Anti-AI-Prose: Audit Writing for Machine-Generated Patterns

Detect and fix the linguistic tells that make written English read as machine-generated. The goal is prose that sounds like a specific, thoughtful human wrote it.

This skill applies to any text: documentation, READMEs, wikis (Confluence, Notion, internal), pull request descriptions, commit messages, release notes, blog posts, emails, slide copy, creative writing, and code comments / docstrings. The vocabulary, syntax, tone, and formatting checks are language-domain, not platform-domain.

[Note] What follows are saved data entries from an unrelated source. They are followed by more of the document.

use rand::SeedableRng;
use rand::rngs::StdRng;
use rand::seq::IndexedRandom;
use serde::Serialize;
use vocab_core::model::Question;

pub const CORRECT_MESSAGES: [&str; 6] = [
    "Great job!",
    "Correct!",
    "Well done!",
    "Excellent!",
    "You got it!",
    "Nice work!",
];

pub const INCORRECT_MESSAGES: [&str; 5] = [
    "Not quite.",
    "Almost there!",
    "Keep trying!",
    "Not this time.",
    "Good effort, but that's not it.",
];

/// Streak lengths that earn an extra message, ascending.
pub const STREAK_MILESTONES: [(u32, &str); 4] = [
    (3, "Three in a row!"),
    (5, "Five in a row, you're on fire!"),
    (8, "Eight straight, unstoppable!"),
    (10, "Ten in a row, perfect focus!"),
];

/// Message for the highest milestone `streak` has reached, if any.
#[must_use]
pub fn streak_milestone(streak: u32) -> Option<&'static str> {
    STREAK_MILESTONES
        .iter()
        .rev()
        .find(|(threshold, _)| streak >= *threshold)
        .map(|(_, message)| *message)
}

/// Feedback shown after one answer.
#[derive(Debug, Clone, PartialEq, Eq, Serialize)]
pub struct Feedback {
    pub is_correct: bool,
    pub message: &'static str,
    /// Set only for incorrect answers.
    pub correct_answer: Option<String>,
    /// Set only for incorrect answers with a non-empty explanation.
    pub explanation: Option<String>,
    pub streak_message: Option<&'static str>,
}

/// Picks feedback phrases from fixed pools.
///
/// The random source is owned so tests can seed it.
#[derive(Debug, Clone)]
pub struct FeedbackGenerator {
    rng: StdRng,
}

impl FeedbackGenerator {
    /// Generator seeded from the operating system.
    #[must_use]
    pub fn new() -> Self {
        Self {
            rng: StdRng::from_os_rng(),
        }
    }

    #[must_use]
    pub fn seeded(seed: u64) -> Self {
        Self {
            rng: StdRng::seed_from_u64(seed),
        }
    }

    /// Builds feedback for one answer; `streak` is the streak after the answer.
    pub fn generate(&mut self, is_correct: bool, question: &Question, streak: u32) -> Feedback {
        let pool: &[&'static str] = if is_correct {
            &CORRECT_MESSAGES
        } else {
            &INCORRECT_MESSAGES
        };
        let message = pool.choose(&mut self.rng).copied().unwrap_or_default();

        if is_correct {
            return Feedback {
                is_correct,
                message,
                correct_answer: None,
                explanation: None,
                streak_message: streak_milestone(streak),
            };
        }

        let explanation = Some(question.explanation())
            .filter(|text| !text.is_empty())
            .map(str::to_owned);
        Feedback {
            is_correct,
            message,
            correct_answer: Some(question.correct_answer_text()),
            explanation,
            streak_message: None,
        }
    }
}

impl Default for FeedbackGenerator {
    fn default() -> Self {
        Self::new()
    }
}
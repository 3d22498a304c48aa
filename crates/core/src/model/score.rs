use serde::{Deserialize, Serialize};

/// Rounded percentage of `part` over `total`, half rounding up.
///
/// An empty denominator yields 0 instead of dividing by zero.
#[must_use]
pub fn percentage(part: u64, total: u64) -> u32 {
    if total == 0 {
        return 0;
    }
    let scaled = (u128::from(part) * 200 + u128::from(total)) / (u128::from(total) * 2);
    u32::try_from(scaled).unwrap_or(u32::MAX)
}

/// Running tally for one session.
#[derive(Debug, Clone, Copy, Default, PartialEq, Eq, Serialize, Deserialize)]
pub struct Score {
    pub correct: u32,
    pub incorrect: u32,
    pub skipped: u32,
}

impl Score {
    /// Questions that have been resolved one way or another.
    #[must_use]
    pub fn total(&self) -> u32 {
        self.correct
            .saturating_add(self.incorrect)
            .saturating_add(self.skipped)
    }

    #[must_use]
    pub fn percentage(&self) -> u32 {
        percentage(u64::from(self.correct), u64::from(self.total()))
    }

    pub fn record_correct(&mut self) {
        self.correct = self.correct.saturating_add(1);
    }

    pub fn record_incorrect(&mut self) {
        self.incorrect = self.incorrect.saturating_add(1);
    }

    pub fn record_skip(&mut self) {
        self.skipped = self.skipped.saturating_add(1);
    }
}

#[cfg(test)]
mod tests {
    use super::*;

    #[test]
    fn empty_total_is_zero_percent() {
        assert_eq!(percentage(0, 0), 0);
        assert_eq!(Score::default().percentage(), 0);
    }

    #[test]
    fn percentage_rounds_half_up() {
        assert_eq!(percentage(2, 3), 67);
        assert_eq!(percentage(1, 3), 33);
        assert_eq!(percentage(1, 8), 13);
        assert_eq!(percentage(5, 5), 100);
    }

    #[test]
    fn total_includes_skips() {
        let mut score = Score::default();
        score.record_correct();
        score.record_incorrect();
        score.record_skip();
        assert_eq!(score.total(), 3);
        assert_eq!(score.percentage(), 33);
    }
}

Based in part on Wikipedia: Signs of AI writing - a field guide compiled by editors who have read enormous volumes of LLM-generated text and know what it actually looks like.

When to use

Auditing a README, doc page, or wiki article that feels machine-written
Reviewing a PR body, commit message, or release note draft before publishing
Polishing a blog post, email, or presentation script you wrote with LLM help
Checking creative writing (fiction, essays) for AI tells after an LLM-assisted pass
Reviewing docstrings and code comments for the same prose patterns
Any time someone says "this sounds like ChatGPT wrote it"
Self-check after a heavy LLM-drafting session

When NOT to use

Code quality, over-abstraction, dependency creep, stale idioms - use anti-slop
Doc drift after a feature change, API rename, or config update - use update-docs
Generating or restructuring a prompt from rough notes - use prompt-generator
Correctness bugs, logic errors, edge cases - use code-review
Security review of auth, secrets, or attack surface - use security-audit
Full multi-dimensional repo audit - use full-review

AI Self-Check

Before returning any audit, verify:

Current source checked: dated versions, CLI flags, API names, and support windows are verified against primary docs before repeating them
Hidden state identified: local config, credentials, caches, contexts, branches, cluster targets, or previous runs are made explicit before acting
Verification is real: final checks exercise the actual runtime, parser, service, or integration point instead of only linting prose or happy paths
Overflagging avoided: plain but valid technical prose is not labeled AI-written without concrete evidence
Audience preserved: edits keep the author's domain vocabulary, intent, and required formality

Performance

Review a representative sample first, then expand only if the same pattern repeats across the document.
Group repeated prose issues by pattern instead of leaving near-duplicate comments on every paragraph.
Prioritize high-visibility text: titles, summaries, intros, conclusions, and user-facing docs.

Best Practices

Flag exact phrases and structural patterns, not vibes.
Offer replacement copy when the fix is obvious; otherwise describe the problem and let the author decide.
Do not erase necessary caveats, compliance language, or domain-specific precision to make prose sound casual.

Workflow

Step 1: Scope the audit

Default scope based on context:

If invoked on a specific file or paste - audit that text
If invoked with no target and there are uncommitted changes to .md / .txt / doc files - audit those
If invoked in a code repo with recent commits - audit the docstrings and comments in changed files
Otherwise - ask the user for a target

Available scopes:

Single file - one doc, README, draft, or source file
Directory - all .md / .rst / .txt under a path
Pasted text - inline block the user supplies
Recent changes - git diff against a base
Comments and docstrings only - scan code files but audit only prose regions

Step 2: Detect text kind

Different text types have different conventions. Before flagging, identify which applies:

Technical docs - formal is OK, but vocabulary bans still apply
README / PR / commit - concise is expected, significance padding is especially jarring
Marketing / product copy - tonal tells (boast, showcase) may be intentional but still weaken the writing
Creative fiction - many tells (tricolons, elegant variation) are legitimate devices; flag only when they read as mechanical
Wiki article - neutral voice required, promotional language is always a finding
Email - conversational is expected, formality inflation is a tell
Slides / presentation - fragments are fine, but vocabulary and tonal tells still apply

Step 3: Scan for patterns

Apply the four categories (see below). For each match, read the surrounding context - a single instance of an AI word in a 5000-word document is probably noise, but three instances in three paragraphs is a pattern.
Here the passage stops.